13-60.1 Psychiatry-Drug reaction-Development of agranulocytosis, vomiting, loose motion and high fever-Patient seeing dreams and uttering words during sleep and becoming short tempered, diagnosed as a case of psychiatry-Alleged to be reaction prescription of over-dose of tablet Sizopin without W .B.C. count test-Opposite party not prescribing dose in excess as prescribed in the literature of manufacturers of the drug-W .B.C. count and differential count taken before prescribing the medicine- Vomiting, fever, etc. only after discontinuation of the medicine not said to be due to said drug-No evidence to show that treatment not as per medical ethics-No negligence or deficiency in service-From a bare look of the literature published by the manufacturer company of Sizopin medicine and the prescription of the opposite party it is found that the opposite party has prescribed Sizopin tablet of 25 mg. to be taken one in morning, one in afternoon and two at night, i.e., 4 tablets per day this means 100 mg. per day, this dose could have been increased from 100 mg. per day up to the level of 450 mg. per day but the opposite party doctor restricted the dose only up to 100 mg. per day for a week which is well within the prescribed doses, therefore, the allegations of the overdose levelled by the complainant is baseless.

The opposite party has submitted that the patient was under his treatment from 15.10.1998 and on 9.3.1999 he prescribed Sizopin, on 12.3.1999 the blood report of Chirayu Hospital reveals that the W .B.C. count was 13,600 per cu. mm. as against 4500 to 11000 per cu. mm. being the normal value.

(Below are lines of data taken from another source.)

//! Status bar widget.

use crate::ui::App;
use ratatui::{
    layout::Rect,
    style::{Color, Modifier, Style},
    text::{Line, Span},
    widgets::{Block, Borders, Paragraph},
    Frame,
};

/// Render the status bar
pub fn render_status_bar(frame: &mut Frame, area: Rect, app: &App, hidden: usize) {
    let mut spans = vec![];

    // MQTT status
    let mqtt_text = if app.mqtt_connected { "MQTT ✓" } else { "MQTT ✗" };
    let mqtt_color = if app.mqtt_connected { Color::Green } else { Color::Red };
    spans.push(Span::styled(
        mqtt_text,
        Style::default().fg(mqtt_color).add_modifier(Modifier::BOLD),
    ));

    spans.push(Span::raw(" │ "));
    spans.push(Span::styled(
        format!("{} sensors", app.grid.len()),
        Style::default().fg(Color::Cyan),
    ));
    if hidden > 0 {
        spans.push(Span::styled(
            format!(" ({} off-screen)", hidden),
            Style::default().fg(Color::Yellow),
        ));
    }

    spans.push(Span::raw(" │ "));
    spans.push(Span::raw(format!("rx {}", app.received)));
    if app.dropped > 0 {
        spans.push(Span::styled(
            format!(" dropped {}", app.dropped),
            Style::default().fg(Color::DarkGray),
        ));
    }

    if let Some(status) = &app.status_message {
        spans.push(Span::raw(" │ "));
        spans.push(Span::styled(status.as_str(), Style::default().fg(Color::Gray)));
    }

    spans.push(Span::styled(
        "  ? help",
        Style::default().fg(Color::DarkGray),
    ));

    let block = Block::default()
        .borders(Borders::ALL)
        .border_style(Style::default().fg(Color::DarkGray));

    let paragraph = Paragraph::new(Line::from(spans)).block(block);
    frame.render_widget(paragraph, area);
}
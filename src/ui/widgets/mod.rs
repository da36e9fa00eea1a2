//! UI widgets for the dashboard.

pub mod backdrop;
pub mod help;
pub mod sensor_grid;
pub mod status_bar;
pub mod thermometer;

pub use backdrop::render_backdrop;
pub use help::render_help;
pub use sensor_grid::render_sensor_grid;
pub use status_bar::render_status_bar;
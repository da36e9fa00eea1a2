//! Input handling for the TUI.
//!
//! This module handles keyboard input and translates it into application actions.

use crossterm::event::{self, Event, KeyCode, KeyEvent, KeyEventKind, KeyModifiers};
use std::time::Duration;

/// Actions that can be performed based on user input
#[derive(Debug, Clone, Copy, PartialEq, Eq)]
pub enum InputAction {
    /// Quit the application
    Quit,
    /// Toggle help panel
    ToggleHelp,
    /// No action
    None,
}

/// Wait up to `timeout` for a key press and map it to an action
pub fn handle_input(timeout: Duration) -> std::io::Result<InputAction> {
    if event::poll(timeout)? {
        if let Event::Key(key_event) = event::read()? {
            if key_event.kind == KeyEventKind::Press {
                return Ok(map_key_to_action(key_event));
            }
        }
    }
    Ok(InputAction::None)
}

/// Map a key event to an application action
fn map_key_to_action(key_event: KeyEvent) -> InputAction {
    match key_event.code {
        KeyCode::Char('c') if key_event.modifiers.contains(KeyModifiers::CONTROL) => {
            InputAction::Quit
        }
        KeyCode::Char('q') | KeyCode::Char('Q') | KeyCode::Esc => InputAction::Quit,

        KeyCode::Char('?') | KeyCode::Char('h') | KeyCode::Char('H') | KeyCode::F(1) => {
            InputAction::ToggleHelp
        }

        _ => InputAction::None,
    }
}
//! Application state management for the TUI.
//!
//! This module owns the sensor grid and the UI flags. All mutation happens
//! on the UI thread through [`App::apply`].

use crate::subscriber::{DashboardEvent, LinkState};
use crate::ui::grid::{SensorGrid, Upsert};
use crate::ui::widgets::backdrop::Backdrop;
use tokio::sync::mpsc;

/// Application state
pub struct App {
    /// Whether the application should quit
    pub should_quit: bool,
    /// Show help panel
    pub show_help: bool,
    /// Sensor cells keyed by name
    pub grid: SensorGrid,
    /// Decorative logo behind the grid
    pub backdrop: Backdrop,
    /// Broker link status
    pub mqtt_connected: bool,
    /// Status message
    pub status_message: Option<String>,
    /// Readings applied to the grid
    pub received: u64,
    /// Messages that could not be decoded
    pub dropped: u64,
}

impl App {
    /// Create a new application state
    pub fn new(grid: SensorGrid, backdrop: Backdrop) -> Self {
        Self {
            should_quit: false,
            show_help: false,
            grid,
            backdrop,
            mqtt_connected: false,
            status_message: Some("Waiting for broker".to_string()),
            received: 0,
            dropped: 0,
        }
    }

    /// Apply one event from the subscriber
    pub fn apply(&mut self, event: DashboardEvent) -> Option<Upsert> {
        match event {
            DashboardEvent::Reading(reading) => {
                self.received += 1;
                let outcome = self.grid.upsert(&reading.name, reading.temp);
                if let Upsert::Created(pos) = outcome {
                    self.status_message = Some(format!(
                        "New sensor {} at row {}, col {}",
                        reading.name, pos.row, pos.col
                    ));
                }
                Some(outcome)
            }
            DashboardEvent::Link(state) => {
                self.mqtt_connected = state == LinkState::Connected;
                self.status_message = Some(
                    match state {
                        LinkState::Connected => "Connected to broker",
                        LinkState::Disconnected => "Broker link lost, reconnecting",
                    }
                    .to_string(),
                );
                None
            }
            DashboardEvent::Dropped => {
                self.dropped += 1;
                None
            }
        }
    }

    /// Apply everything currently queued without blocking
    pub fn drain(&mut self, events: &mut mpsc::Receiver<DashboardEvent>) -> usize {
        let mut applied = 0;
        while let Ok(event) = events.try_recv() {
            self.apply(event);
            applied += 1;
        }
        applied
    }

    /// Toggle help panel
    pub fn toggle_help(&mut self) {
        self.show_help = !self.show_help;
    }

    pub fn quit(&mut self) {
        self.should_quit = true;
    }
}

#[cfg(test)]
mod tests {
    use super::*;
    use crate::reading::Reading;
    use crate::subscriber::decode_event;

    fn app() -> App {
        App::new(SensorGrid::new(10, 100.0), Backdrop::builtin())
    }

    #[test]
    fn test_valid_reading_sets_state() {
        let mut app = app();
        app.apply(decode_event("t", br#"{"name":"A","temp":20}"#));
        app.apply(decode_event("t", br#"{"name":"A","temp":35}"#));
        assert_eq!(app.grid.len(), 1);
        assert_eq!(app.grid.get("A").unwrap().temp, 35.0);
        assert_eq!(app.received, 2);
    }

    #[test]
    fn test_bad_payloads_leave_state_unchanged() {
        let mut app = app();
        app.apply(DashboardEvent::Reading(Reading::new("A", 20.0)));

        let payloads: [&[u8]; 4] = [
            b"{broken",
            br#"{"name":"A"}"#,
            br#"{"temp":99}"#,
            br#"{"name":"B"}"#,
        ];
        for payload in payloads {
            app.apply(decode_event("t", payload));
        }

        assert_eq!(app.grid.len(), 1);
        assert_eq!(app.grid.get("A").unwrap().temp, 20.0);
        assert_eq!(app.dropped, 4);
    }

    #[test]
    fn test_link_events_update_status() {
        let mut app = app();
        app.apply(DashboardEvent::Link(LinkState::Connected));
        assert!(app.mqtt_connected);
        app.apply(DashboardEvent::Link(LinkState::Disconnected));
        assert!(!app.mqtt_connected);
    }

    #[test]
    fn test_drain_applies_queued_events() {
        let mut app = app();
        let (tx, mut rx) = mpsc::channel(8);
        tx.try_send(DashboardEvent::Reading(Reading::new("A", 1.0))).unwrap();
        tx.try_send(DashboardEvent::Reading(Reading::new("B", 2.0))).unwrap();
        tx.try_send(DashboardEvent::Dropped).unwrap();

        assert_eq!(app.drain(&mut rx), 3);
        assert_eq!(app.grid.len(), 2);
        assert_eq!(app.drain(&mut rx), 0);
        assert_eq!(
            app.status_message.as_deref(),
            Some("New sensor B at row 0, col 1")
        );
    }
}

The Neutrophils were 82% as against 40 to 75% of the normal values. This means that even after four days of taking of Sizopin the blood level was more than the normal. Again W .B.C. counts were 4,600 per cu. mm. on 20.4.1999 this was also above 4,500 which minimum normal value. On the basis of this report-dated 12.3.1999 the opposite party repeated the medicine Sizopin on 26.3.1999. Again on 19.4.1999 because the complainant did not bring the blood and stool test report which was advised by him, therefore, special letter to purchase Sizopin was not given. It is, therefore, clear that the precautions ofW .B.C. count and differential count before prescribing medicine were taken by the opposite party and he cannot be blamed for any negligence.

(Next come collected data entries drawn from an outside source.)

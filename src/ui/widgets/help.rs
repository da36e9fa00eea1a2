//! Help panel widget.

use ratatui::{
    layout::Rect,
    style::{Color, Modifier, Style},
    text::{Line, Span},
    widgets::{Block, Borders, Clear, Paragraph, Wrap},
    Frame,
};

fn key_line(keys: &'static str, description: &'static str) -> Line<'static> {
    Line::from(vec![
        Span::styled(format!("  {:<9}", keys), Style::default().fg(Color::Cyan)),
        Span::raw(format!("- {}", description)),
    ])
}

fn heading(text: &'static str) -> Line<'static> {
    Line::from(Span::styled(
        text,
        Style::default().fg(Color::Yellow).add_modifier(Modifier::BOLD),
    ))
}

/// Render the help panel
pub fn render_help(frame: &mut Frame, area: Rect, topic: &str) {
    // Clear the area first
    frame.render_widget(Clear, area);

    let block = Block::default()
        .title(" Keyboard Shortcuts ")
        .borders(Borders::ALL)
        .border_style(Style::default().fg(Color::Yellow))
        .style(Style::default().bg(Color::Black));

    let help_text = vec![
        Line::from(""),
        heading("Controls"),
        key_line("?/h/F1", "Toggle this help"),
        key_line("q/Esc", "Quit application"),
        Line::from(""),
        heading("Dashboard"),
        Line::from(vec![
            Span::raw("  Listening on "),
            Span::styled(topic.to_string(), Style::default().fg(Color::Cyan)),
        ]),
        Line::from("  Each sensor gets one cell, placed in order of first reading."),
        Line::from("  Bars fill linearly up to the configured maximum."),
        Line::from(""),
        heading("Status Indicators"),
        Line::from(vec![
            Span::styled("  MQTT ✓", Style::default().fg(Color::Green)),
            Span::raw(" - Broker connected"),
        ]),
        Line::from(vec![
            Span::styled("  MQTT ✗", Style::default().fg(Color::Red)),
            Span::raw(" - Broker disconnected"),
        ]),
        Line::from(""),
        Line::from(vec![
            Span::raw("Press "),
            Span::styled("?", Style::default().fg(Color::Cyan).add_modifier(Modifier::BOLD)),
            Span::raw(" to close this help"),
        ]),
    ];

    let paragraph = Paragraph::new(help_text)
        .block(block)
        .wrap(Wrap { trim: false });

    frame.render_widget(paragraph, area);
}
//! Custom error types for the thermo-dashboard application.
//!
//! This module defines domain-specific error types using thiserror,
//! providing clear error messages and proper error context propagation.

use thiserror::Error;

/// Errors raised while decoding a reading payload
#[derive(Debug, Error)]
pub enum PayloadError {
    #[error("JSON decode error: {0}")]
    Malformed(#[from] serde_json::Error),

    #[error("Missing required field: {0}")]
    MissingField(&'static str),

    #[error("Payload is not a JSON object")]
    InvalidPayload,

    #[error("Invalid value for {field}: {message}")]
    InvalidField {
        field: &'static str,
        message: String,
    },
}

/// Errors related to MQTT operations
#[derive(Debug, Error)]
pub enum MqttError {
    #[error("MQTT connection failed: {0}")]
    ConnectionError(String),

    #[error("MQTT subscription failed: {0}")]
    SubscriptionError(String),

    #[error("MQTT disconnection failed: {0}")]
    DisconnectionError(String),
}

/// Errors related to application configuration
#[derive(Debug, Error)]
pub enum ConfigError {
    #[error("Failed to read file: {0}")]
    ReadError(#[from] std::io::Error),

    #[error("Failed to parse config: {0}")]
    ParseError(String),

    #[error("Invalid value for {field}: {message}")]
    InvalidValue { field: String, message: String },
}

/// Errors related to the UI
#[derive(Debug, Error)]
pub enum UiError {
    #[error("Terminal initialization failed: {0}")]
    InitializationError(String),

    #[error("Terminal rendering failed: {0}")]
    RenderError(String),

    #[error("Input handling failed: {0}")]
    InputError(String),
}

/// Errors related to service operations
#[derive(Debug, Error)]
pub enum ServiceError {
    #[error("Service initialization failed: {0}")]
    InitializationError(String),

    #[error("Service runtime error: {0}")]
    RuntimeError(String),

    #[error("Signal handling error: {0}")]
    SignalError(String),
}

/// Application-level errors that can wrap other error types
#[derive(Debug, Error)]
pub enum AppError {
    #[error("MQTT error: {0}")]
    Mqtt(#[from] MqttError),

    #[error("Configuration error: {0}")]
    Config(#[from] ConfigError),

    #[error("UI error: {0}")]
    Ui(#[from] UiError),

    #[error("Service error: {0}")]
    Service(#[from] ServiceError),

    #[error("IO error: {0}")]
    Io(#[from] std::io::Error),

    #[error("Other error: {0}")]
    Other(#[from] anyhow::Error),
}

/// Convenience type alias for Results using AppError
pub type Result<T> = std::result::Result<T, AppError>;

#[cfg(test)]
mod tests {
    use super::*;

    #[test]
    fn test_config_error_wraps_into_app_error() {
        let err: AppError = ConfigError::InvalidValue {
            field: "mqtt.port".to_string(),
            message: "must be greater than 0".to_string(),
        }
        .into();
        assert_eq!(
            err.to_string(),
            "Configuration error: Invalid value for mqtt.port: must be greater than 0"
        );
    }

    #[test]
    fn test_missing_field_message() {
        let err = PayloadError::MissingField("temp");
        assert_eq!(err.to_string(), "Missing required field: temp");
    }
}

The opposite party has also produced' , Minutes of the Round Table Symposia Sizopin. The Indian Experience' , in which experiments of different doctors treating the psychiatric patient were given. In their expert opinion they have mentioned that Sizopin is effective in treating the patient and when the side effect of agranulocytosis is observed, the use of medicine is stopped and within 5- 7 days the patient recovers to the normal level. In the present case, the use of Sizopin was not recommended after 19.4.1999. This means that the doctor has taken proper care as per medical norms that unless W.B.C. count test is done Sizopin will not be recommended, therefore, the special letter for purchase of Sizopin was not issued on 19.4.1999.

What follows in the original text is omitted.